Consulenti, diario della quarantena. Una rubrica che racconta la vita e le emozioni dei protagonisti italiani del mondo dell’advisory ai tempi del Coronavirus. Senza formalità, come una pagina bianca su cui scrivere.
Maurizio Bufi è l’attuale presidente di Anasf, associazione che ha guidato per due mandati e che ora, a causa dell’emergenza coronavirus, si trova ancora a condurre in regime di prorogatio, almeno fino al Congresso di giugno.

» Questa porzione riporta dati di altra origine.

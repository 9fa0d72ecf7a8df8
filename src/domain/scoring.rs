//! Composite opportunity score.
//!
//! Eight additive rules turn one [`FeatureRow`] into a signed score. A
//! non-finite indicator value fails every comparison, so RSI and MACD take
//! their penalty branch while the bonus-only rules contribute nothing.

use crate::domain::config::ScoringConfig;
use crate::domain::features::FeatureRow;
use serde::Serialize;
use std::fmt;

#[derive(Debug, Clone, Copy, PartialEq, Eq, Hash, Serialize)]
pub enum Direction {
    Bullish,
    Bearish,
}

impl Direction {
    /// Scanner rule: zero counts as bullish.
    pub fn from_score(score: f64) -> Self {
        if score >= 0.0 {
            Direction::Bullish
        } else {
            Direction::Bearish
        }
    }

    pub fn as_str(&self) -> &'static str {
        match self {
            Direction::Bullish => "Bullish",
            Direction::Bearish => "Bearish",
        }
    }
}

impl fmt::Display for Direction {
    fn fmt(&self, f: &mut fmt::Formatter<'_>) -> fmt::Result {
        f.write_str(self.as_str())
    }
}

#[derive(Debug, Clone, Copy, PartialEq, Serialize)]
pub struct ScoreResult {
    pub score: f64,
    pub direction: Direction,
}

pub fn score_row(row: &FeatureRow, config: &ScoringConfig) -> ScoreResult {
    let w = &config.weights;
    let t = &config.thresholds;
    let close = row.bar.close;
    let rsi_defined = row.rsi.is_finite();

    let mut score = 0.0;

    // regime
    score += if close > row.ema_long { w.regime } else { -w.regime };

    // structure
    if close > row.rolling_max {
        score += w.structure;
    } else if close < row.rolling_min {
        score -= w.structure;
    }

    score += if rsi_defined && row.rsi > t.rsi_bull {
        w.rsi
    } else {
        -w.rsi
    };

    score += if row.macd_hist.is_finite() && row.macd_hist > 0.0 {
        w.macd
    } else {
        -w.macd
    };

    if row.vol_z.is_finite() && row.vol_z > t.volume_z {
        score += w.volume;
    }

    if row.bb_width.is_finite() && row.bb_width > row.bb_width_ma {
        score += w.volatility;
    }

    if row.atr_pct().is_some_and(|pct| pct < t.atr_pct_max) {
        score += w.tradability;
    }

    // Overextension terms are independent; a config with oversold above
    // overbought applies both.
    if rsi_defined && row.rsi > t.rsi_overbought {
        score -= w.overextension_penalty;
    }
    if rsi_defined && row.rsi < t.rsi_oversold {
        score += w.overextension_penalty;
    }

    ScoreResult {
        score,
        direction: Direction::from_score(score),
    }
}
//! Volume expansion: (volume - rolling mean) / rolling mean.
//!
//! A zero mean leaves the value undefined. Warmup: first (period-1).

use super::rolling::rolling_mean;
use super::Series;

pub fn volume_zscore(volume: &[f64], period: usize) -> Series {
    volume_zscore_from_mean(volume, &rolling_mean(volume, period))
}

/// Same as [`volume_zscore`] when the caller already holds the mean.
pub fn volume_zscore_from_mean(volume: &[f64], mean: &[Option<f64>]) -> Series {
    volume
        .iter()
        .zip(mean.iter())
        .map(|(&v, &m)| match m {
            Some(m) if m != 0.0 => Some((v - m) / m),
            _ => None,
        })
        .collect()
}
//! Domain error types.
//!
//! Per-symbol failures (`DataUnavailable`, `DataInsufficient`,
//! `LiquidityFiltered`, `ComputationUndefined`) are wrapped in a
//! [`SymbolError`] and returned next to successful results. Range errors
//! abort a whole backtest call.

use serde::Serialize;

/// Top-level error type for marketscan.
#[derive(Debug, thiserror::Error)]
pub enum ScanError {
    #[error("config parse error in {file}: {reason}")]
    ConfigParse { file: String, reason: String },

    #[error("missing config key [{section}] {key}")]
    ConfigMissing { section: String, key: String },

    #[error("invalid config value [{section}] {key}: {reason}")]
    ConfigInvalid {
        section: String,
        key: String,
        reason: String,
    },

    #[error("no data for {symbol}: {reason}")]
    DataUnavailable { symbol: String, reason: String },

    #[error("insufficient data for {symbol}: have {bars} bars, need {minimum}")]
    DataInsufficient {
        symbol: String,
        bars: usize,
        minimum: usize,
    },

    #[error("{symbol} filtered for liquidity: dollar volume {dollar_volume:.0} below {minimum:.0}")]
    LiquidityFiltered {
        symbol: String,
        dollar_volume: f64,
        minimum: f64,
    },

    #[error("invalid date range: {reason}")]
    InvalidRange { reason: String },

    #[error("no defined values for {symbol}: {reason}")]
    ComputationUndefined { symbol: String, reason: String },

    #[error("operation cancelled")]
    Cancelled,

    #[error(transparent)]
    Csv(#[from] csv::Error),

    #[error(transparent)]
    Io(#[from] std::io::Error),
}

impl ScanError {
    pub fn invalid_config(section: &str, key: &str, reason: impl Into<String>) -> Self {
        ScanError::ConfigInvalid {
            section: section.to_string(),
            key: key.to_string(),
            reason: reason.into(),
        }
    }

    pub fn invalid_range(reason: impl Into<String>) -> Self {
        ScanError::InvalidRange {
            reason: reason.into(),
        }
    }

    /// Short machine-readable tag used in reports.
    pub fn kind(&self) -> &'static str {
        match self {
            ScanError::ConfigParse { .. }
            | ScanError::ConfigMissing { .. }
            | ScanError::ConfigInvalid { .. } => "config",
            ScanError::DataUnavailable { .. } => "data_unavailable",
            ScanError::DataInsufficient { .. } => "data_insufficient",
            ScanError::LiquidityFiltered { .. } => "liquidity_filtered",
            ScanError::InvalidRange { .. } => "invalid_range",
            ScanError::ComputationUndefined { .. } => "computation_undefined",
            ScanError::Cancelled => "cancelled",
            ScanError::Csv(_) | ScanError::Io(_) => "io",
        }
    }
}

impl From<&ScanError> for std::process::ExitCode {
    fn from(err: &ScanError) -> Self {
        let code: u8 = match err {
            ScanError::Io(_) | ScanError::Csv(_) => 1,
            ScanError::ConfigParse { .. }
            | ScanError::ConfigMissing { .. }
            | ScanError::ConfigInvalid { .. } => 2,
            ScanError::InvalidRange { .. } => 3,
            ScanError::DataUnavailable { .. }
            | ScanError::DataInsufficient { .. }
            | ScanError::LiquidityFiltered { .. }
            | ScanError::ComputationUndefined { .. } => 5,
            ScanError::Cancelled => 130,
        };
        std::process::ExitCode::from(code)
    }
}

/// A failure isolated to one symbol of a batch.
#[derive(Debug, thiserror::Error)]
#[error("{symbol}: {error}")]
pub struct SymbolError {
    pub symbol: String,
    #[source]
    pub error: ScanError,
}

impl SymbolError {
    pub fn new(symbol: impl Into<String>, error: ScanError) -> Self {
        Self {
            symbol: symbol.into(),
            error,
        }
    }
}

/// Serializable view of a [`SymbolError`] for reports.
#[derive(Debug, Clone, Serialize)]
pub struct SymbolErrorRecord {
    pub symbol: String,
    pub kind: &'static str,
    pub reason: String,
}

impl From<&SymbolError> for SymbolErrorRecord {
    fn from(err: &SymbolError) -> Self {
        SymbolErrorRecord {
            symbol: err.symbol.clone(),
            kind: err.error.kind(),
            reason: err.error.to_string(),
        }
    }
}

Il presidente sta passando la quarantena nella sua Terni e da lì continua a occuparsi con la passione di sempre delle vicende di Anasf e dei consulenti finanziari. “Sono molto impegnato, più di quanto potessi immaginare”, racconta a Bluerating il presidente, che oltre ai suoi ruoli istituzionali ha anche l’attività di consulente da portare avanti, “uno dei requisiti importanti di chi svolge un’attività come la nostra, del resto, è l’adattabilità a contesti inattesi come questi. In ogni caso, comunque, non mi voglio lamentare e sto vivendo la cosa con spirito costruttivo”.
“Che cosa mi manca di più? Può sembrare banale, ma è il contatto umano. La nostra è un’attività che più di altre vive e si alimenta della relazione ed è fatta da incontri fisici con le persone. Io, e come me molti altri colleghi, ho accentuato di molto l’operatività da remoto. Il che significa molti contatti telefonici e videochiamate, più posta elettronica. Per fare comunicazione, utilizzo anche mini video girati con il cellulare o l’Ipad. Gli strumenti sono i più vari. Del resto, noi siamo specialisti della relazione e questa non può mai interrompersi di netto”.
Questa emergenza può essere l’occasione per portare tutti a evolversi e ad avere un rapporto più intenso con la tecnologia dei nostri tempi: “Questo contesto può essere il momento per scoprire le potenzialità delle piattaforme online messe a disposizione dalle società. Chi era già avvezzo a utilizzarle è partito avvantaggiato, mentre chi non le usava ha dovuto adattarsi e trovare modalità por portare avanti comunque la sua attività. In una fase di mercato così critica, del resto, non lavorare costituirebbe un grande danno di natura reputazionale”.